Wilson recalls that in his quest to Mount Doom, carrying the Ring, Frodo is burdened, physically and mentally, to the point that he can't recall the happier memories of his life in the Shire.  In the film based on the Tolkien epic, Frodo's stalwart companion, Samwise, reminds him that there are values worth savoring, values for which the defeat of Sauron is but the necessary means:

Do you remember the Shire, Mr. Frodo?  It will be spring soon, and the orchards will be in blossom.  And the birds will be nesting in the hazel thicket.  And they'll be sowing the summer barley in the lower fields.  And they'll be eating the first of the strawberries with cream?  Do you remember the taste of strawberries? 

Although force was required to defeat Sauron, as well as guile, those qualities were not what life is about.  Wilson compares The Lord of the Rings with Homer's Odyssey

Homer's story relies on xenia (hospitality) for its distinction between good and evil.  Tolkien emphasizes resistance to power against lust for power.  In the Odyssey, the good characters know how to make strangers into guests (instead of into meals); in The Lord of the Rings, the heroes banded together into fellowship and friendship to withstand the One Ring.  Those who crave power have no friends; only temporary alliances.  They have no joy in singing, dancing, or telling stories.  They lose the taste of strawberries.   

They also lose their taste for the beauty of gently falling fresh snow.  Trump leaps into mind, and hurls himself all across the author's pages, although his name is never mentioned.  

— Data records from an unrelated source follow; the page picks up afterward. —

// SPDX-License-Identifier: MPL-2.0
use std::fmt;

#[derive(Debug, Clone, PartialEq)]
pub enum Error {
    Io(String),
    Config(String),
    Playback(PlaybackError),
}

/// Categories of playback failures surfaced to the caller.
/// Used to provide user-friendly, localized error messages.
#[derive(Debug, Clone, PartialEq, Eq)]
pub enum PlaybackError {
    /// No video source was supplied when the player was mounted.
    MissingSource,

    /// The media collaborator reported a fatal load or decode failure.
    Decode(String),

    /// Audio routing could not be configured (playback continues).
    AudioMode(String),

    /// The media collaborator is gone and cannot receive commands.
    MediaUnavailable,
}

impl PlaybackError {
    /// Returns the i18n message key for this error type.
    pub fn i18n_key(&self) -> &'static str {
        match self {
            PlaybackError::MissingSource => "error-player-missing-source",
            PlaybackError::Decode(_) => "error-player-fatal-playback",
            PlaybackError::AudioMode(_) => "error-player-audio-mode",
            PlaybackError::MediaUnavailable => "error-player-media-unavailable",
        }
    }

    /// Returns the raw reason attached to this error, if any.
    ///
    /// Passed to the localized message as the `reason` argument.
    pub fn reason(&self) -> Option<&str> {
        match self {
            PlaybackError::Decode(reason) | PlaybackError::AudioMode(reason) => Some(reason),
            PlaybackError::MissingSource | PlaybackError::MediaUnavailable => None,
        }
    }
}

impl fmt::Display for PlaybackError {
    fn fmt(&self, f: &mut fmt::Formatter<'_>) -> fmt::Result {
        match self {
            PlaybackError::MissingSource => write!(f, "A video source is required"),
            PlaybackError::Decode(reason) => {
                write!(f, "Encountered a fatal error during playback: {}", reason)
            }
            PlaybackError::AudioMode(reason) => {
                write!(f, "Failed to configure audio mode: {}", reason)
            }
            PlaybackError::MediaUnavailable => write!(f, "Media playback is not running"),
        }
    }
}

impl std::error::Error for PlaybackError {}

/// Severity of an error reported through the player's error callback.
#[derive(Debug, Clone, Copy, PartialEq, Eq)]
pub enum ErrorKind {
    /// Playback cannot continue; the player is now in the `Error` state.
    Fatal,
    /// An auxiliary step failed; playback state is unaffected.
    NonFatal,
}

/// Error delivered to the caller-supplied error callback.
#[derive(Debug, Clone, PartialEq)]
pub struct ErrorEvent {
    pub kind: ErrorKind,
    pub error: PlaybackError,
    /// Pre-rendered English message, for logs and callers without i18n.
    pub message: String,
}

impl ErrorEvent {
    pub fn fatal(error: PlaybackError) -> Self {
        Self::new(ErrorKind::Fatal, error)
    }

    pub fn non_fatal(error: PlaybackError) -> Self {
        Self::new(ErrorKind::NonFatal, error)
    }

    fn new(kind: ErrorKind, error: PlaybackError) -> Self {
        let message = error.to_string();
        Self {
            kind,
            error,
            message,
        }
    }

    pub fn is_fatal(&self) -> bool {
        self.kind == ErrorKind::Fatal
    }
}

impl fmt::Display for Error {
    fn fmt(&self, f: &mut fmt::Formatter<'_>) -> fmt::Result {
        match self {
            Error::Io(e) => write!(f, "I/O Error: {}", e),
            Error::Config(e) => write!(f, "Config Error: {}", e),
            Error::Playback(e) => write!(f, "Playback Error: {}", e),
        }
    }
}

impl std::error::Error for Error {}

impl From<PlaybackError> for Error {
    fn from(err: PlaybackError) -> Self {
        Error::Playback(err)
    }
}

impl From<std::io::Error> for Error {
    fn from(err: std::io::Error) -> Self {
        Error::Io(err.to_string())
    }
}

impl From<toml::de::Error> for Error {
    fn from(err: toml::de::Error) -> Self {
        Error::Config(err.to_string())
    }
}

impl From<toml::ser::Error> for Error {
    fn from(err: toml::ser::Error) -> Self {
        Error::Config(err.to_string())
    }
}

pub type Result<T> = std::result::Result<T, Error>;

If asked, I suspect the author would reply that Trump is but an archetype, an exemplar of the sort of person that's become all too common. More accurately, of a sort of person that has always been all too common.  Again, referring to Tolkien's epic:

For the story to work, Tolkien depends on an audience that will refuse a compromise that exchanges one's delight in small ordinary things for the provision of great power.

Yet, I worry this audience is diminishing.

Many of us hoped for a Democratic candidate this year who, like a knight with a shining sword, would destroy the Trump presidency.  Instead, what we got was someone more like Frodo.  An experienced politician, certainly, but in many ways a small, gentle, quiet man.  A man who gladly interrupted his campaigning to encourage a boy suffering, as had he, from a bad case of stuttering.  Who later, away from the glare of journalists and PR men, called the boy at home to suggest remedies that had worked for him.   

Very nice, I'm sure many thought, but that's wasting time needed for the battle against Trump.

Sauron wasn't defeated by the great armies of men and elves arrayed against his forces down on the plains.  He was defeated by a shy hobbit, a hobbit with an atypical (for a hobbit) sense of adventure, but nevertheless, a hobbit who would rather have been sitting at home back in the Shire, smoking a pipe and telling stories.  (A person somewhat like Tolkien, I suspect.)  A hobbit who was too insignificant to catch the attention of the all-seeing eye of Sauron until it was too late, until he had climbed Mount Doom and -- with some unintended help from Gollum -- hurled the Ring into Sammath Naur, the Cracks of Doom.

Joe Biden quietly told his stories to the American electorate, ignoring the posturing and taunts and braying of his opponent.  But he won.  He vanquished Trump, the self-described Chosen One.  It was no landslide, but Frodo himself came very close to failing.

Someone else might have beaten Trump by a larger margin, had he or she been more Trump-like.  I'm reassured and happy that the Dark One was vanquished by something more like the Light.  How good a president Biden turns out to be remains to be seen.  But by being the man he is, he represents our nation's better instincts.  He will be the symbol of America, witnessed by the peoples of the world.   His victory has been a victory for human decency.

He's a president who cares about a kid with a stammer.  He's a president with a taste for strawberries.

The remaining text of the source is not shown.